According to an anonymous industry source, the issue for the outage seems to be related to how mobile services hand over calls from one network to the next, a process known as peering. They said there was no sign that it resulted from a cyberattack or other malicious activity.

This has not stopped the internet from being flooded with conspiracy theories about how it was all a test run for a cyber campaign against all good gun-carrying born-again Christians.  Others suspected it was all to do with solar flares or a Russian EMP bomb.

The FCC said: "We are aware of the reported wireless outages, and our Public Safety and Homeland Security Bureau is actively investigating. We are in touch with AT&T and public safety authorities, including FirstNet, as well as other providers."

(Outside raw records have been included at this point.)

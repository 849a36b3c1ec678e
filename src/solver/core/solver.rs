use super::callbacks::{Callback, SolverCallbacks, TerminationCallbackFn};
use super::traits::*;
use crate::timers::*;

// ---------------------------------
// Solver status type
// ---------------------------------

/// Status of the solver at termination.
#[derive(PartialEq, Eq, Clone, Copy, Debug, Default)]
#[cfg_attr(feature = "serde", derive(serde::Serialize, serde::Deserialize))]
pub enum SolverStatus {
    /// The solver has not run, or was stopped before the first
    /// termination check
    #[default]
    Unsolved,
    /// Solved to the requested tolerances
    Solved,
    /// Solved to within 10x of the requested tolerances at the
    /// iteration or time limit
    SolvedInaccurate,
    /// A primal infeasibility certificate was found
    PrimalInfeasible,
    /// A primal infeasibility certificate was found at relaxed tolerance
    PrimalInfeasibleInaccurate,
    /// A dual infeasibility certificate was found
    DualInfeasible,
    /// A dual infeasibility certificate was found at relaxed tolerance
    DualInfeasibleInaccurate,
    /// The iteration limit was reached
    MaxIterations,
    /// The time limit was reached
    MaxTime,
    /// The solve was abandoned on a numerical failure
    NumericalError,
    /// The solve was interrupted by a termination callback
    Interrupted,
}

impl SolverStatus {
    /// `true` when the status carries an infeasibility certificate
    pub fn is_infeasible(&self) -> bool {
        matches!(
            *self,
            SolverStatus::PrimalInfeasible
                | SolverStatus::PrimalInfeasibleInaccurate
                | SolverStatus::DualInfeasible
                | SolverStatus::DualInfeasibleInaccurate
        )
    }

    /// `true` for `Solved` or `SolvedInaccurate`
    pub fn is_solved(&self) -> bool {
        matches!(
            *self,
            SolverStatus::Solved | SolverStatus::SolvedInaccurate
        )
    }
}

impl std::fmt::Display for SolverStatus {
    fn fmt(&self, f: &mut std::fmt::Formatter) -> std::fmt::Result {
        write!(f, "{:?}", self)
    }
}

/// Outcome of the solution polishing step.
#[derive(PartialEq, Eq, Clone, Copy, Debug, Default)]
#[cfg_attr(feature = "serde", derive(serde::Serialize, serde::Deserialize))]
pub enum PolishStatus {
    /// Polishing disabled, or the solver did not reach `Solved`
    #[default]
    NotPerformed,
    /// The polished iterate was committed
    Successful,
    /// The polished iterate was rejected and the original kept
    Unsuccessful,
}

// first candidate iteration for a ρ update when
// adaptive_rho_interval is left at its automatic setting
const ADAPTIVE_RHO_FIRST_CHECK: u32 = 25;

// ---------------------------------
// top level solver container type
// ---------------------------------

/// Generic solver container, collecting the problem data, iterate
/// state, linear subproblem solver, polisher and progress information
/// for a problem format.
pub struct Solver<D, V, R, K, P, I, SO, SE> {
    pub data: D,
    pub variables: V,
    pub residuals: R,
    pub kktsystem: K,
    pub polisher: P,
    pub prev_vars: V,
    pub info: I,
    pub solution: SO,
    pub settings: SE,
    pub timers: Option<Timers>,
    pub(crate) callbacks: SolverCallbacks<I>,
}

impl<D, V, R, K, P, I, SO, SE> Solver<D, V, R, K, P, I, SO, SE> {
    /// Set a callback polled at the top of every iteration.   Returning
    /// `true` interrupts the solve with status
    /// [`Interrupted`](SolverStatus::Interrupted).
    pub fn set_termination_callback(&mut self, f: impl TerminationCallbackFn<I> + 'static) {
        self.callbacks.termination_callback = Callback::Rust(Box::new(f));
    }

    /// Remove a previously set termination callback.
    pub fn unset_termination_callback(&mut self) {
        self.callbacks.termination_callback = Callback::None;
    }
}

fn _print_banner(is_verbose: bool) -> std::io::Result<()> {
    use std::io::Write;

    if !is_verbose {
        return Ok(());
    }
    const VERSION: &str = env!("CARGO_PKG_VERSION");

    let mut out = std::io::stdout();
    writeln!(
        out,
        "-------------------------------------------------------------"
    )?;
    writeln!(
        out,
        "           splitqp v{}  -  operator splitting QP solver",
        VERSION
    )?;
    writeln!(
        out,
        "-------------------------------------------------------------"
    )
}

// ---------------------------------
// ADMMSolver trait and its standard implementation.
// ---------------------------------

/// Driver trait for the ADMM iteration.   Implemented generically for
/// any compatible collection of types in a [`Solver`] container.
pub trait ADMMSolver<T, D, V, R, K, P, I, SO, SE> {
    /// Run the solver to a terminal status.
    fn solve(&mut self);
}

impl<T, D, V, R, K, P, I, SO, SE> ADMMSolver<T, D, V, R, K, P, I, SO, SE>
    for Solver<D, V, R, K, P, I, SO, SE>
where
    T: crate::algebra::FloatT,
    D: ProblemData<T, SE = SE>,
    V: Variables<T, D = D, SE = SE>,
    R: Residuals<T, D = D, V = V>,
    K: KKTSystem<T, D = D, V = V, SE = SE>,
    P: Polisher<T, D = D, V = V, I = I, SE = SE>,
    I: Info<T, D = D, V = V, R = R, SE = SE>,
    SO: Solution<T, D = D, V = V, I = I>,
    SE: Settings<T>,
{
    fn solve(&mut self) {
        //timers is stored as an option so that
        //we can swap it out here and avoid
        //borrow conflicts with other fields.
        let mut timers = self.timers.take().unwrap();

        self.info.reset(&mut timers);

        notimeit! {timers; {
            _print_banner(self.settings.core().verbose).ok();
            self.info.print_configuration(&self.settings, &self.data).ok();
            self.info.print_status_header(&self.settings).ok();
        }}

        let max_iter = self.settings.core().max_iter;
        let α = self.settings.core().alpha;
        let time_limit = self.settings.core().time_limit;
        let check_stride = std::cmp::max(1, self.settings.core().check_termination);
        let adaptive_rho = self.settings.core().adaptive_rho;
        let rho_interval = self.settings.core().adaptive_rho_interval;
        let rho_tolerance = self.settings.core().adaptive_rho_tolerance;

        // first candidate iteration for a ρ update
        let mut next_rho_check = if rho_interval > 0 {
            rho_interval
        } else {
            ADAPTIVE_RHO_FIRST_CHECK
        };

        timeit! {timers => "solve"; {

        // cold start the iterate unless warm starting was requested
        if !self.settings.core().warm_start {
            self.variables.reset();
        }
        self.prev_vars.copy_from(&self.variables);

        // ----------
        // main loop
        // ----------

        for iter in 1..=max_iter {

            // cooperative cancellation and the wall clock limit are
            // polled at the top of each iteration
            if self.callbacks.check_termination(&self.info) {
                self.info.set_status(SolverStatus::Interrupted);
                break;
            }
            if timers.read("solve").as_secs_f64() > time_limit {
                self.info.set_status(SolverStatus::MaxTime);
                break;
            }

            // one ADMM step
            // --------------
            self.variables.shift_prev();

            if !self
                .kktsystem
                .solve(&mut self.variables, &self.data, &self.settings)
            {
                self.info.set_status(SolverStatus::NumericalError);
                break;
            }

            self.variables.over_relax_x(α);
            self.variables.project_z(&self.data, α);
            self.variables.update_y(α);

            // residual checks and ρ updates sit between full
            // iterations, never mid-step
            // --------------
            if iter % check_stride != 0 && iter != max_iter {
                continue;
            }

            self.variables.save_deltas(&self.prev_vars);
            self.residuals.update(&self.variables, &self.data);
            self.info
                .update(&mut self.data, &self.variables, &self.residuals, &timers);

            let isdone = self.info.check_termination(
                &self.data,
                &self.variables,
                &self.residuals,
                &self.settings,
                iter,
            );

            notimeit! {timers; {
                self.info.print_status(&self.settings).ok();
            }}

            self.prev_vars.copy_from(&self.variables);

            if isdone {
                break;
            }

            // feed the residual trajectory to the linear solver so
            // that iterative backends can tighten their tolerances
            let (rp, rd) = self.info.scaled_residuals();
            self.kktsystem.update_tolerances(rp, rd);

            // adaptive ρ
            // --------------
            if adaptive_rho && iter >= next_rho_check {
                let ρ = self.variables.rho();
                let ρ_new = self.info.rho_estimate();

                if ρ_new > ρ * rho_tolerance || ρ_new < ρ / rho_tolerance {
                    self.variables
                        .update_rho_vec(ρ_new, &self.data, &self.settings);
                    self.kktsystem.update_rho(&self.variables);
                    self.info.save_rho_update();

                    if rho_interval == 0 {
                        // iteration count heuristic: back off after
                        // each accepted update
                        next_rho_check = iter.saturating_mul(2);
                    }
                }
                if rho_interval > 0 {
                    next_rho_check = iter + rho_interval;
                }
            }
        } //end loop
        // ----------
        // ----------

        }} // end "solve" timer

        // early exits bypass the periodic residual computation, so
        // refresh it for the iterate we are about to report
        let status = self.info.get_status();
        if matches!(status, SolverStatus::Interrupted | SolverStatus::MaxTime) {
            self.residuals.update(&self.variables, &self.data);
            self.info
                .update(&mut self.data, &self.variables, &self.residuals, &timers);
        }

        // polish only a solution reported as solved to full accuracy
        if self.settings.core().polishing && self.info.get_status() == SolverStatus::Solved {
            timeit! {timers => "polish"; {
                self.polisher
                    .polish(&self.data, &mut self.variables, &mut self.info, &self.settings);
            }}
        }

        // final status classification (inaccurate convergence at the
        // iteration or time limits) and timing capture
        self.info.finalize(
            &self.data,
            &self.variables,
            &self.residuals,
            &self.settings,
            &mut timers,
        );

        //store the final solution
        self.solution
            .post_process(&self.data, &mut self.variables, &self.info);

        notimeit! {timers; {
            self.info.print_footer(&self.settings).ok();
        }}

        //stow the timers back into Option in the solver struct
        self.timers.replace(timers);
    }
}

AT&T's network went down for many customers across the United States on Thursday morning, leaving customers unable to make calls, text or access the internet.

By a little after 3 pm ET, about 11 hours after reports of the outage first came out, the company said that it had restored service to all affected customers.

"We have restored wireless service to all our affected customers. We sincerely apologise to them," AT&T said in a statement. The company added that it is "taking steps to ensure our customers do not experience this again in the future."

On Thursday morning, more than 74,000 AT&T customers reported outages on the digital-service tracking site DownDetector, with service disruptions starting around 4 am ET.

That's not a complete number: It only tracks self-reported outages. Reports went up steadily throughout the morning but levelled off in the 9 am ET hour.

By 12:30 pm ET, the DownDetector data showed some 25,000 AT&T customers still reporting outages. By 2 pm ET, fewer than 5,000 customers were still having issues.

Earlier on Thursday, AT&T admitted that it had a widespread outage but did not give a reason for the system failure. By late morning, AT&T said most of its network was back online, and it confirmed on Thursday afternoon that service was fully restored.